Born in Los Angeles in 1967 and raised in Southern California, Torres swam for the University of Florida as an undergraduate. In four years there, she won 28 NCAA All-America swimming awards, the maximum possible. Between 1983 and 1986, she held the world record in the 50-meter freestyle (25.62).
Torres competed in her first Olympics in 1984; at those Games, she won a gold medal as a member of the 400-meter freestyle relay team. In 1988, she set a new world record in the 100-meter freestyle (55.30). At that year's Olympics in Seoul, she won two more medals: bronze in the 400-meter freestyle relay and silver in the 4x100-meter medley relay.

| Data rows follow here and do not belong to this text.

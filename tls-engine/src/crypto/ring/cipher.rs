use std::boxed::Box;
use std::vec::Vec;

use ring::aead;

use crate::crypto::cipher::{
    make_nonce, make_tls12_aad, make_tls13_aad, tls13_check_length_and_unpad, AeadKey, Iv,
    MessageDecrypter, MessageEncrypter, OpaqueMessage, PlainMessage, RecordCipherAlgorithm,
    MAX_FRAGMENT_LEN, NONCE_LEN,
};
use crate::enums::{ContentType, ProtocolVersion};
use crate::error::{Error, InvalidMessage};
use crate::suites::EncryptionAlgorithm;

/// An AEAD record cipher backed by *ring*.
pub(crate) struct RingRecordCipher {
    algorithm: EncryptionAlgorithm,
    aead: &'static aead::Algorithm,
}

pub(crate) static AES_128_GCM: RingRecordCipher = RingRecordCipher {
    algorithm: EncryptionAlgorithm::Aes128Gcm,
    aead: &aead::AES_128_GCM,
};

pub(crate) static AES_256_GCM: RingRecordCipher = RingRecordCipher {
    algorithm: EncryptionAlgorithm::Aes256Gcm,
    aead: &aead::AES_256_GCM,
};

pub(crate) static CHACHA20_POLY1305: RingRecordCipher = RingRecordCipher {
    algorithm: EncryptionAlgorithm::Chacha20Poly1305,
    aead: &aead::CHACHA20_POLY1305,
};

impl RingRecordCipher {
    fn key(&self, key: &AeadKey) -> Result<aead::LessSafeKey, Error> {
        aead::UnboundKey::new(self.aead, key.as_ref())
            .map(aead::LessSafeKey::new)
            .map_err(|_| Error::General("record key has the wrong length".into()))
    }

    /// The full nonce base for `version`.
    ///
    /// TLS 1.2 GCM takes a 4-byte salt from the key block; the remaining 8
    /// bytes are the explicit nonce, which we set to the sequence number.
    fn iv(&self, version: ProtocolVersion, iv: &[u8]) -> Result<Iv, Error> {
        if version.is_tls13_or_later() || self.algorithm == EncryptionAlgorithm::Chacha20Poly1305 {
            return Iv::copy(iv);
        }

        match iv.len() {
            GCM_SALT_LEN => {
                let mut full = [0u8; NONCE_LEN];
                full[..GCM_SALT_LEN].copy_from_slice(iv);
                Ok(Iv::from(full))
            }
            _ => Err(Error::General("GCM salt has the wrong length".into())),
        }
    }
}

impl RecordCipherAlgorithm for RingRecordCipher {
    fn encrypter(
        &self,
        version: ProtocolVersion,
        key: AeadKey,
        iv: &[u8],
    ) -> Result<Box<dyn MessageEncrypter>, Error> {
        let enc_key = self.key(&key)?;
        let iv = self.iv(version, iv)?;

        let encrypter: Box<dyn MessageEncrypter> = match (version.is_tls13_or_later(), self.algorithm) {
            (true, _) => Box::new(Tls13MessageEncrypter { enc_key, iv }),
            (false, EncryptionAlgorithm::Chacha20Poly1305) => {
                Box::new(ChaCha20Poly1305MessageEncrypter {
                    enc_key,
                    enc_offset: iv,
                })
            }
            (false, _) => Box::new(GcmMessageEncrypter { enc_key, iv }),
        };
        Ok(encrypter)
    }

    fn decrypter(
        &self,
        version: ProtocolVersion,
        key: AeadKey,
        iv: &[u8],
    ) -> Result<Box<dyn MessageDecrypter>, Error> {
        let dec_key = self.key(&key)?;
        let iv = self.iv(version, iv)?;

        let decrypter: Box<dyn MessageDecrypter> = match (version.is_tls13_or_later(), self.algorithm) {
            (true, _) => Box::new(Tls13MessageDecrypter { dec_key, iv }),
            (false, EncryptionAlgorithm::Chacha20Poly1305) => {
                Box::new(ChaCha20Poly1305MessageDecrypter {
                    dec_key,
                    dec_offset: iv,
                })
            }
            (false, _) => Box::new(GcmMessageDecrypter { dec_key, iv }),
        };
        Ok(decrypter)
    }

    fn algorithm(&self) -> EncryptionAlgorithm {
        self.algorithm
    }
}

struct Tls13MessageEncrypter {
    enc_key: aead::LessSafeKey,
    iv: Iv,
}

struct Tls13MessageDecrypter {
    dec_key: aead::LessSafeKey,
    iv: Iv,
}

impl MessageEncrypter for Tls13MessageEncrypter {
    fn encrypt(&self, msg: PlainMessage, seq: u64) -> Result<OpaqueMessage, Error> {
        let total_len = self.encrypted_payload_len(msg.payload.len());
        let mut payload = Vec::with_capacity(total_len);
        payload.extend_from_slice(&msg.payload);
        payload.push(u8::from(msg.typ));

        let nonce = aead::Nonce::assume_unique_for_key(make_nonce(&self.iv, seq));
        let aad = aead::Aad::from(make_tls13_aad(total_len));

        self.enc_key
            .seal_in_place_append_tag(nonce, aad, &mut payload)
            .map_err(|_| Error::General("encrypt failed".into()))?;

        Ok(OpaqueMessage {
            typ: ContentType::ApplicationData,
            // nb. `legacy_record_version`
            version: ProtocolVersion::TLSv1_2,
            payload,
        })
    }

    fn encrypted_payload_len(&self, payload_len: usize) -> usize {
        payload_len + 1 + self.enc_key.algorithm().tag_len()
    }
}

impl MessageDecrypter for Tls13MessageDecrypter {
    fn decrypt(&self, mut msg: OpaqueMessage, seq: u64) -> Result<PlainMessage, Error> {
        let payload = &mut msg.payload;
        if payload.len() < self.dec_key.algorithm().tag_len() {
            return Err(Error::DecryptError);
        }

        let nonce = aead::Nonce::assume_unique_for_key(make_nonce(&self.iv, seq));
        let aad = aead::Aad::from(make_tls13_aad(payload.len()));
        let plain_len = self
            .dec_key
            .open_in_place(nonce, aad, payload)
            .map_err(|_| Error::DecryptError)?
            .len();

        payload.truncate(plain_len);
        tls13_check_length_and_unpad(msg)
    }
}

/// A `MessageEncrypter` for AES-GCM AEAD ciphersuites.  TLS1.2 only.
struct GcmMessageEncrypter {
    enc_key: aead::LessSafeKey,
    iv: Iv,
}

/// A `MessageDecrypter` for AES-GCM AEAD ciphersuites.  TLS1.2 only.
struct GcmMessageDecrypter {
    dec_key: aead::LessSafeKey,
    iv: Iv,
}

const GCM_SALT_LEN: usize = 4;
const GCM_EXPLICIT_NONCE_LEN: usize = 8;
const GCM_OVERHEAD: usize = GCM_EXPLICIT_NONCE_LEN + 16;

impl MessageDecrypter for GcmMessageDecrypter {
    fn decrypt(&self, mut msg: OpaqueMessage, seq: u64) -> Result<PlainMessage, Error> {
        let payload = &msg.payload;
        if payload.len() < GCM_OVERHEAD {
            return Err(Error::DecryptError);
        }

        let nonce = {
            let mut nonce = [0u8; NONCE_LEN];
            nonce[..GCM_SALT_LEN].copy_from_slice(&self.iv.as_ref()[..GCM_SALT_LEN]);
            nonce[GCM_SALT_LEN..].copy_from_slice(&payload[..GCM_EXPLICIT_NONCE_LEN]);
            aead::Nonce::assume_unique_for_key(nonce)
        };

        let aad = aead::Aad::from(make_tls12_aad(
            seq,
            msg.typ,
            msg.version,
            payload.len() - GCM_OVERHEAD,
        ));

        let payload = &mut msg.payload;
        let plain_len = self
            .dec_key
            .open_within(nonce, aad, payload, GCM_EXPLICIT_NONCE_LEN..)
            .map_err(|_| Error::DecryptError)?
            .len();

        if plain_len > MAX_FRAGMENT_LEN {
            return Err(InvalidMessage::MessageTooLarge.into());
        }

        payload.truncate(plain_len);
        Ok(PlainMessage {
            typ: msg.typ,
            version: msg.version,
            payload: msg.payload,
        })
    }
}

impl MessageEncrypter for GcmMessageEncrypter {
    fn encrypt(&self, msg: PlainMessage, seq: u64) -> Result<OpaqueMessage, Error> {
        let total_len = self.encrypted_payload_len(msg.payload.len());
        let mut payload = Vec::with_capacity(total_len);

        let nonce = aead::Nonce::assume_unique_for_key(make_nonce(&self.iv, seq));
        let aad = aead::Aad::from(make_tls12_aad(seq, msg.typ, msg.version, msg.payload.len()));
        payload.extend_from_slice(&nonce.as_ref()[GCM_SALT_LEN..]);
        payload.extend_from_slice(&msg.payload);

        self.enc_key
            .seal_in_place_separate_tag(nonce, aad, &mut payload[GCM_EXPLICIT_NONCE_LEN..])
            .map(|tag| payload.extend_from_slice(tag.as_ref()))
            .map_err(|_| Error::General("encrypt failed".into()))?;

        Ok(OpaqueMessage {
            typ: msg.typ,
            version: msg.version,
            payload,
        })
    }

    fn encrypted_payload_len(&self, payload_len: usize) -> usize {
        payload_len + GCM_EXPLICIT_NONCE_LEN + self.enc_key.algorithm().tag_len()
    }
}

/// The RFC7905/RFC7539 ChaCha20Poly1305 construction.
/// This implementation does the AAD construction required in TLS1.2.
/// TLS1.3 uses `Tls13MessageEncrypter`.
struct ChaCha20Poly1305MessageEncrypter {
    enc_key: aead::LessSafeKey,
    enc_offset: Iv,
}

/// The RFC7905/RFC7539 ChaCha20Poly1305 construction.
/// This implementation does the AAD construction required in TLS1.2.
/// TLS1.3 uses `Tls13MessageDecrypter`.
struct ChaCha20Poly1305MessageDecrypter {
    dec_key: aead::LessSafeKey,
    dec_offset: Iv,
}

const CHACHAPOLY1305_OVERHEAD: usize = 16;

impl MessageDecrypter for ChaCha20Poly1305MessageDecrypter {
    fn decrypt(&self, mut msg: OpaqueMessage, seq: u64) -> Result<PlainMessage, Error> {
        let payload = &msg.payload;

        if payload.len() < CHACHAPOLY1305_OVERHEAD {
            return Err(Error::DecryptError);
        }

        let nonce = aead::Nonce::assume_unique_for_key(make_nonce(&self.dec_offset, seq));
        let aad = aead::Aad::from(make_tls12_aad(
            seq,
            msg.typ,
            msg.version,
            payload.len() - CHACHAPOLY1305_OVERHEAD,
        ));

        let payload = &mut msg.payload;
        let plain_len = self
            .dec_key
            .open_in_place(nonce, aad, payload)
            .map_err(|_| Error::DecryptError)?
            .len();

        if plain_len > MAX_FRAGMENT_LEN {
            return Err(InvalidMessage::MessageTooLarge.into());
        }

        payload.truncate(plain_len);
        Ok(PlainMessage {
            typ: msg.typ,
            version: msg.version,
            payload: msg.payload,
        })
    }
}

impl MessageEncrypter for ChaCha20Poly1305MessageEncrypter {
    fn encrypt(&self, msg: PlainMessage, seq: u64) -> Result<OpaqueMessage, Error> {
        let total_len = self.encrypted_payload_len(msg.payload.len());
        let mut payload = Vec::with_capacity(total_len);

        let nonce = aead::Nonce::assume_unique_for_key(make_nonce(&self.enc_offset, seq));
        let aad = aead::Aad::from(make_tls12_aad(seq, msg.typ, msg.version, msg.payload.len()));
        payload.extend_from_slice(&msg.payload);

        self.enc_key
            .seal_in_place_append_tag(nonce, aad, &mut payload)
            .map_err(|_| Error::General("encrypt failed".into()))?;

        Ok(OpaqueMessage {
            typ: msg.typ,
            version: msg.version,
            payload,
        })
    }

    fn encrypted_payload_len(&self, payload_len: usize) -> usize {
        payload_len + self.enc_key.algorithm().tag_len()
    }
}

After the 1988 Olympics, Torres retired from competitive swimming and took a job with NBC as a sports research assistant. She returned to swimming in 1991 and won a spot on the 1992 U.S. Olympic team, which voted her the team captain. In Barcelona, she won gold again as a member of the 400-meter freestyle relay team; that team also set a new world record. She then retired for a second time, and worked successively for the Discovery Channel, ESPN, TNT, and Fox News Channel as a host and a reporter. She also became, in 1994, the first actual swimmer to appear in the Sports Illustrated swimsuit issue.
After seven years away from the sport, Torres came out of retirement in 1999 to train for the 2000 Olympics. This comeback was more difficult than her first; not only had she been away for longer, but the sport had changed over those years. Upon her return, Torres had to learn new techniques and adapt to a new training regimen that included Pilates, vitamin and amino acid supplements, a special diet, and flexibility and weight training. Her work paid off; at the U.S. Olympic trials in August, 2000, she qualified for the U.S. team in the 100-meter butterfly, the 50- and 100-meter freestyle, and three relays. Placing first in the 50-meter freestyle, the 33-year-old became the oldest woman ever to win a race at the U.S. Olympic swimming trials.

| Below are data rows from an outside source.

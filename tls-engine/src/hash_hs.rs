use core::mem;
use std::boxed::Box;
use std::vec::Vec;

use crate::crypto::hash::{self, CombinedContext};
use crate::crypto::CryptoProvider;
use crate::enums::HandshakeType;
use crate::error::{ApiMisuse, Error};
use crate::msgs::codec::{u24, Codec};
use crate::msgs::enums::HashAlgorithm;
use crate::suites::PrfAlgorithm;

/// Early stage buffering of handshake messages.
///
/// Before we know the hash algorithm to use to verify the handshake, we just buffer the messages.
/// During the handshake, we may restart the transcript due to a HelloRetryRequest, reverting
/// from the `HandshakeHash` to a `HandshakeHashBuffer` again.
#[derive(Default)]
pub struct HandshakeHashBuffer {
    buffer: Vec<u8>,
    client_auth_enabled: bool,
}

impl HandshakeHashBuffer {
    /// An empty buffer.
    pub fn new() -> Self {
        Self::default()
    }

    /// We might be doing client auth, so need to keep a full
    /// log of the handshake.
    pub fn set_client_auth_enabled(&mut self) {
        self.client_auth_enabled = true;
    }

    /// Buffer an encoded handshake message, header included.
    pub fn add_message(&mut self, encoded: &[u8]) {
        self.buffer.extend_from_slice(encoded);
    }

    /// Get the hash value if we were to hash `extra` too.
    pub fn get_hash_given(&self, provider: &'static dyn hash::Hash, extra: &[u8]) -> hash::Output {
        let mut ctx = provider.start();
        ctx.update(&self.buffer);
        ctx.update(extra);
        ctx.finish()
    }

    /// We now know what hash function the verify_data will use.
    pub fn start_hash(self, provider: &'static dyn hash::Hash) -> HandshakeHash {
        let mut ctx = provider.start();
        ctx.update(&self.buffer);
        HandshakeHash {
            transcript: Transcript::Single { provider, ctx },
            client_auth: self.client_auth_buffer(),
        }
    }

    /// Start the transcript hash that `prf` uses.
    ///
    /// The legacy PRFs hash the transcript with MD5 and SHA-1 together.
    pub fn start_for_prf(
        self,
        provider: &dyn CryptoProvider,
        prf: PrfAlgorithm,
    ) -> Result<HandshakeHash, Error> {
        if !matches!(prf, PrfAlgorithm::SslPrfLegacy | PrfAlgorithm::TlsPrfLegacy) {
            let hash = prf
                .hash()
                .and_then(|hash| provider.hash(hash))
                .ok_or(ApiMisuse::AlgorithmNotProvided)?;
            return Ok(self.start_hash(hash));
        }

        let md5 = provider
            .hash(HashAlgorithm::MD5)
            .ok_or(ApiMisuse::AlgorithmNotProvided)?;
        let sha1 = provider
            .hash(HashAlgorithm::SHA1)
            .ok_or(ApiMisuse::AlgorithmNotProvided)?;
        let mut ctx = CombinedContext::new(md5, sha1);
        hash::Context::update(&mut ctx, &self.buffer);
        Ok(HandshakeHash {
            transcript: Transcript::Combined { md5, sha1, ctx },
            client_auth: self.client_auth_buffer(),
        })
    }

    fn client_auth_buffer(self) -> Option<Vec<u8>> {
        match self.client_auth_enabled {
            true => Some(self.buffer),
            false => None,
        }
    }
}

/// This deals with keeping a running hash of the handshake
/// messages.  This is computed by buffering initially.  Once
/// we know what hash function we need to use we switch to
/// incremental hashing.
///
/// For client auth, we also need to buffer all the messages.
/// This is disabled in cases where client auth is not possible.
pub struct HandshakeHash {
    transcript: Transcript,

    /// buffer for client-auth.
    client_auth: Option<Vec<u8>>,
}

enum Transcript {
    Single {
        provider: &'static dyn hash::Hash,
        ctx: Box<dyn hash::Context>,
    },
    Combined {
        md5: &'static dyn hash::Hash,
        sha1: &'static dyn hash::Hash,
        ctx: CombinedContext,
    },
}

impl Transcript {
    fn ctx(&self) -> &dyn hash::Context {
        match self {
            Self::Single { ctx, .. } => ctx.as_ref(),
            Self::Combined { ctx, .. } => ctx,
        }
    }

    fn ctx_mut(&mut self) -> &mut dyn hash::Context {
        match self {
            Self::Single { ctx, .. } => ctx.as_mut(),
            Self::Combined { ctx, .. } => ctx,
        }
    }

    /// Start over, returning the hash of everything so far.
    fn restart(&mut self) -> hash::Output {
        match self {
            Self::Single { provider, ctx } => mem::replace(ctx, provider.start()).finish(),
            Self::Combined { md5, sha1, ctx } => {
                let old = mem::replace(ctx, CombinedContext::new(*md5, *sha1));
                hash::Context::finish(Box::new(old))
            }
        }
    }
}

impl HandshakeHash {
    /// We decided not to do client auth after all, so discard
    /// the transcript.
    pub fn abandon_client_auth(&mut self) {
        self.client_auth = None;
    }

    /// Hash/buffer an encoded handshake message, header included.
    pub fn add_message(&mut self, encoded: &[u8]) -> &mut Self {
        self.transcript
            .ctx_mut()
            .update(encoded);

        if let Some(buffer) = &mut self.client_auth {
            buffer.extend_from_slice(encoded);
        }

        self
    }

    /// Get the hash value if we were to hash `extra` too.
    pub fn get_hash_given(&self, extra: &[u8]) -> hash::Output {
        let mut ctx = self.transcript.ctx().fork();
        ctx.update(extra);
        ctx.finish()
    }

    /// Go back to buffering, with the transcript so far replaced by
    /// its `message_hash` message.
    pub fn into_hrr_buffer(mut self) -> HandshakeHashBuffer {
        let old_hash = self.transcript.restart();

        HandshakeHashBuffer {
            client_auth_enabled: self.client_auth.is_some(),
            buffer: message_hash(old_hash.as_ref()),
        }
    }

    /// Take the current hash value, and encapsulate it in a
    /// `message_hash` handshake message.  Start this hash
    /// again, with that message at the front.
    pub fn rollup_for_hrr(&mut self) {
        let old_hash = self.transcript.restart();
        if let Some(buffer) = &mut self.client_auth {
            buffer.clear();
        }
        self.add_message(&message_hash(old_hash.as_ref()));
    }

    /// Get the current hash value.
    pub fn current_hash(&self) -> hash::Output {
        self.transcript.ctx().fork_finish()
    }

    /// An independent copy of the running hash.
    pub fn fork(&self) -> Box<dyn hash::Context> {
        self.transcript.ctx().fork()
    }

    /// The running MD5 and SHA-1 hashes, for transcripts of the legacy PRFs.
    pub(crate) fn fork_legacy(&self) -> Option<(Box<dyn hash::Context>, Box<dyn hash::Context>)> {
        match &self.transcript {
            Transcript::Combined { ctx, .. } => Some(ctx.fork_parts()),
            Transcript::Single { .. } => None,
        }
    }

    /// Takes this object's buffer containing all handshake messages
    /// so far.  This method only works once; it resets the buffer
    /// to empty.
    pub fn take_handshake_buf(&mut self) -> Option<Vec<u8>> {
        self.client_auth.take()
    }

    /// The hashing algorithm, or `None` for the combined MD5 and SHA-1 hash.
    pub fn algorithm(&self) -> Option<HashAlgorithm> {
        match &self.transcript {
            Transcript::Single { provider, .. } => Some(provider.algorithm()),
            Transcript::Combined { .. } => None,
        }
    }
}

/// The synthetic `message_hash` handshake message carrying `hash`.
pub(crate) fn message_hash(hash: &[u8]) -> Vec<u8> {
    let mut out = Vec::with_capacity(4 + hash.len());
    HandshakeType::MessageHash.encode(&mut out);
    u24(hash.len() as u32).encode(&mut out);
    out.extend_from_slice(hash);
    out
}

In Sydney that September, Torres won five medals: gold in the 400-meter freestyle and 400-meter medley relays and bronze in her three individual events. Both relay teams also set new world records. With nine medals and three world records to her credit over four Games and sixteen years, Torres returned from Sydney as one of the most decorated Olympic athletes ever.

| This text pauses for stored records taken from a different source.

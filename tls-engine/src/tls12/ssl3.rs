//! The SSL 3.0 key derivation and Finished constructions.

use std::boxed::Box;
use std::vec::Vec;

use crate::crypto::hash::{Context, Hash};
use crate::crypto::CryptoProvider;
use crate::error::{ApiMisuse, Error};
use crate::msgs::enums::HashAlgorithm;
use crate::security_params::Side;

const MD5_PAD_LEN: usize = 48;
const SHA1_PAD_LEN: usize = 40;
const PAD1: u8 = 0x36;
const PAD2: u8 = 0x5c;

/// Each output block uses a longer label: `A`, `BB`, `CCC` and so on up to `Z`.
const MAX_BLOCKS: usize = 26;

/// Fill `out` with `MD5(secret || SHA1(label_i || secret || seed))` blocks.
pub(crate) fn prf(
    provider: &dyn CryptoProvider,
    out: &mut [u8],
    secret: &[u8],
    seed: &[u8],
) -> Result<(), Error> {
    let (md5, sha1) = hashes(provider)?;

    let block_len = md5.output_len();
    if out.len() > MAX_BLOCKS * block_len {
        return Err(Error::General("SSL 3.0 key derivation output too long".into()));
    }

    for (i, chunk) in out.chunks_mut(block_len).enumerate() {
        let label = [b'A' + i as u8; MAX_BLOCKS];
        let mut inner = sha1.start();
        inner.update(&label[..i + 1]);
        inner.update(secret);
        inner.update(seed);
        let inner = inner.finish();

        let mut outer = md5.start();
        outer.update(secret);
        outer.update(inner.as_ref());
        chunk.copy_from_slice(&outer.finish().as_ref()[..chunk.len()]);
    }

    Ok(())
}

/// The 36-byte Finished value sent by `sender`.
///
/// `md5` and `sha1` are the running transcript hashes, which are consumed.
pub(crate) fn verify_data(
    provider: &dyn CryptoProvider,
    md5: Box<dyn Context>,
    sha1: Box<dyn Context>,
    master_secret: &[u8],
    sender: Side,
) -> Result<Vec<u8>, Error> {
    let (md5_hash, sha1_hash) = hashes(provider)?;
    let sender = match sender {
        Side::Client => b"CLNT",
        Side::Server => b"SRVR",
    };

    let mut out = Vec::with_capacity(md5_hash.output_len() + sha1_hash.output_len());
    for (hash, transcript, pad_len) in [
        (md5_hash, md5, MD5_PAD_LEN),
        (sha1_hash, sha1, SHA1_PAD_LEN),
    ] {
        out.extend_from_slice(padded_mac(hash, transcript, sender, master_secret, pad_len).as_ref());
    }
    Ok(out)
}

fn padded_mac(
    hash: &dyn Hash,
    mut transcript: Box<dyn Context>,
    sender: &[u8],
    master_secret: &[u8],
    pad_len: usize,
) -> crate::crypto::hash::Output {
    let pad1 = [PAD1; MD5_PAD_LEN];
    let pad2 = [PAD2; MD5_PAD_LEN];

    transcript.update(sender);
    transcript.update(master_secret);
    transcript.update(&pad1[..pad_len]);
    let inner = transcript.finish();

    let mut outer = hash.start();
    outer.update(master_secret);
    outer.update(&pad2[..pad_len]);
    outer.update(inner.as_ref());
    outer.finish()
}

fn hashes(provider: &dyn CryptoProvider) -> Result<(&'static dyn Hash, &'static dyn Hash), Error> {
    match (
        provider.hash(HashAlgorithm::MD5),
        provider.hash(HashAlgorithm::SHA1),
    ) {
        (Some(md5), Some(sha1)) => Ok((md5, sha1)),
        _ => Err(ApiMisuse::AlgorithmNotProvided.into()),
    }
}

#[cfg(all(test, feature = "ring"))]
mod tests {
    use super::*;
    use crate::crypto::ring::Ring;

    fn master() -> Vec<u8> {
        (0u8..48).collect()
    }

    #[test]
    fn key_derivation() {
        let mut out = [0u8; 104];
        prf(&Ring, &mut out, &master(), &[0x11; 64]).unwrap();
        assert_eq!(
            hex::encode(out),
            "43bc404f630b757b18f0995971be1d997fc78facf17994a16be8ac977f7ac30a\
             85a30026dfc16f5be258fca1b7d6554f11b068eeef2faefd2df32bdab803cce0\
             dc3d538c7d89af92a2dc19bbbc830ecbdc8534dbbeda91767bf90ec33de88eeb\
             660f1a6fe2ef4e96"
        );
    }

    #[test]
    fn key_derivation_length_is_bounded() {
        let mut out = [0u8; 26 * 16];
        assert!(prf(&Ring, &mut out, &master(), b"").is_ok());
        let mut out = [0u8; 26 * 16 + 1];
        assert!(prf(&Ring, &mut out, &master(), b"").is_err());
    }

    #[test]
    fn finished_values() {
        let transcript = |alg| {
            let mut ctx = Ring.hash(alg).unwrap().start();
            ctx.update(b"handshake messages");
            ctx
        };

        let client = verify_data(
            &Ring,
            transcript(HashAlgorithm::MD5),
            transcript(HashAlgorithm::SHA1),
            &master(),
            Side::Client,
        )
        .unwrap();
        assert_eq!(
            hex::encode(client),
            "c2f7d22bbd1e05bca832ac6b8be6320bdbd292db770a9de01b1e6e8ee09568ee51daf7f6"
        );

        let server = verify_data(
            &Ring,
            transcript(HashAlgorithm::MD5),
            transcript(HashAlgorithm::SHA1),
            &master(),
            Side::Server,
        )
        .unwrap();
        assert_eq!(
            hex::encode(server),
            "4bea73d25b7c26fc5fc6be4cac7ca49f3e4ead831f7199c453488b015067d7741e404ce8"
        );
    }
}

Torres retired again after the Sydney games, but at age 41 and after having her first child, she returned to competitive swimming and qualified to compete in her fifth Olympics in Beijing. This accomplishment makes Torres not only the first American swimmer to compete in five Olympics, but also the oldest female swimmer in the history of the Olympic Games.
In 2005, Torres was inducted into the International Jewish Sports Hall of Fame and in 2009, she published her first book, Age is Just a Number.
To learn more about Dara Torres, visit Jewish Women in the Olympic Games.
Sources:New York Times, August 8, 2000, August 11, 2000, August 17, 2000; http://www.jewishsports.net/BioPages/DaraTorres.htm; http://sportsillustrated.cnn.com/siforwomen/news/1999/07/30/spotlight/; http://www.npr.org/templates/story/story.php?storyId=12483160; www.daratorres.com; teamusa.org/news/article/2245.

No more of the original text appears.